Aparelhos médicos como os marca-passos são vulneráveis ao ataque de piratas virtuais, que poderiam ter acesso à informação privada sobre um paciente ou reprogramá-lo e colocar sua saúde em risco, revelou um estudo norte-americano nesta quarta-feira.
Uma equipe de pesquisadores liderado pelos cientistas Kevin Fu, da Universidade de Massachussetts, e Tadayoshi Ono, da Universidade de Washington, especialistas em informática, além do cardiologista William Maisel, da escola de Medicina de Harvard, conseguiu interceptar sinais enviados por um marca-passo.
"O aparelho continha informação sobre o nome do paciente, as características de seu tratamento, sua data de nascimento e informações adicionais de seu médico", explicou Fu à agência France Presse.
"Além disso, pudemos modificar essas características por meio de uma máquina não autorizada que construímos.
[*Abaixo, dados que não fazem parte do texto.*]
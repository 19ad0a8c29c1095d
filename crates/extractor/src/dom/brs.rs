// ABOUTME: Paragraph repair for content laid out with runs of <br> instead of <p>.
// ABOUTME: Also rewrites stray top-level html/body wrappers into plain divs.

use once_cell::sync::Lazy;
use regex::Regex;

static DOUBLE_BR_RE: Lazy<Regex> =
    Lazy::new(|| Regex::new(r"(?i)(?:<br\s*/?>\s*){2,}").unwrap());
static BLOCK_START_RE: Lazy<Regex> = Lazy::new(|| {
    Regex::new(r"(?i)^<(p|div|article|section|h[1-6]|ul|ol|blockquote|pre|table|figure)[\s>/]")
        .unwrap()
});
static TOP_LEVEL_OPEN_RE: Lazy<Regex> = Lazy::new(|| Regex::new(r"(?i)<(html|body)(\s|>)").unwrap());
static TOP_LEVEL_CLOSE_RE: Lazy<Regex> = Lazy::new(|| Regex::new(r"(?i)</(html|body)>").unwrap());

/// Split on runs of two or more `<br>` and wrap each inline segment in `<p>`.
///
/// Segments that already start with a block element are left unwrapped.
/// Input without a double break is returned unchanged.
pub fn brs_to_ps(html: &str) -> String {
    if !DOUBLE_BR_RE.is_match(html) {
        return html.to_string();
    }

    DOUBLE_BR_RE
        .split(html)
        .map(str::trim)
        .filter(|segment| !segment.is_empty())
        .map(|segment| {
            if BLOCK_START_RE.is_match(segment) {
                segment.to_string()
            } else {
                format!("<p>{}</p>", segment)
            }
        })
        .collect::<Vec<_>>()
        .join("\n")
}

/// Replace `<html>`/`<body>` wrappers left in a fragment with `<div>`.
pub fn rewrite_top_level(html: &str) -> String {
    let opened = TOP_LEVEL_OPEN_RE.replace_all(html, "<div$2");
    TOP_LEVEL_CLOSE_RE.replace_all(&opened, "</div>").to_string()
}

#[cfg(test)]
mod tests {
    use super::*;
    use pretty_assertions::assert_eq;

    #[test]
    fn brs_to_ps_wraps_segments() {
        let output = brs_to_ps("First paragraph<br><br>Second paragraph");
        assert_eq!(output, "<p>First paragraph</p>\n<p>Second paragraph</p>");
    }

    #[test]
    fn brs_to_ps_accepts_variants_and_whitespace() {
        let output = brs_to_ps("One<BR />\n <br/>Two");
        assert_eq!(output, "<p>One</p>\n<p>Two</p>");
    }

    #[test]
    fn brs_to_ps_preserves_blocks() {
        let output = brs_to_ps("<div>Already block</div><br><br><p>Paragraph</p>");
        assert_eq!(output, "<div>Already block</div>\n<p>Paragraph</p>");
    }

    #[test]
    fn brs_to_ps_leaves_single_breaks() {
        let input = "Single<br>break only";
        assert_eq!(brs_to_ps(input), input);
    }

    #[test]
    fn rewrite_top_level_turns_wrappers_into_divs() {
        assert_eq!(
            rewrite_top_level(r#"<body class="x"><p>Content</p></body>"#),
            r#"<div class="x"><p>Content</p></div>"#
        );
        assert_eq!(
            rewrite_top_level("<html><div>C</div></html>"),
            "<div><div>C</div></div>"
        );
        assert_eq!(rewrite_top_level("<bodyguard>"), "<bodyguard>");
    }
}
Então, por exemplo, podemos causar a desfibrilação quando não deveria ocorrer", afirmou.
Os aparelhos modernos recebem sinais a uma pequena distância, mas a tecnologia expande o alcance dos aparelhos e ainda melhora o potencial para interceptar a informação.
O estudo destaca que, até agora, não há informações sobre ataques a marca-passos de qualquer tipo.
"A principal preocupação é com o que pode ocorrer no futuro quando esses aparelhos se tornarem mais sofisticados, quando tiverem tecnologia sem fio e forem conectados à internet, quando começarem a interagir com outros equipamentos", disse Fu.
"No futuro, pode existir um desfibrilador que 'fale' com um coquetel de medicamentos no corpo", explicou. "Queremos ter certeza de que a comunidade entenda como a segurança e a privacidade afetam a busca por eficiência à medida que novas tecnologias chegam à medicina".
Apesar das falhas de segurança reveladas pelo estudo, Fu afirmou que as vantagens de utilizar um marca-passo são muito superiores às possíveis desvantagens de segurança e privacidade.
"Quando um médico diz a um paciente que ele precisa de um desse aparelhos para levar adiante uma vida normal e saudável, é muito melhor e mais seguro ter o aparelho implantado", disse.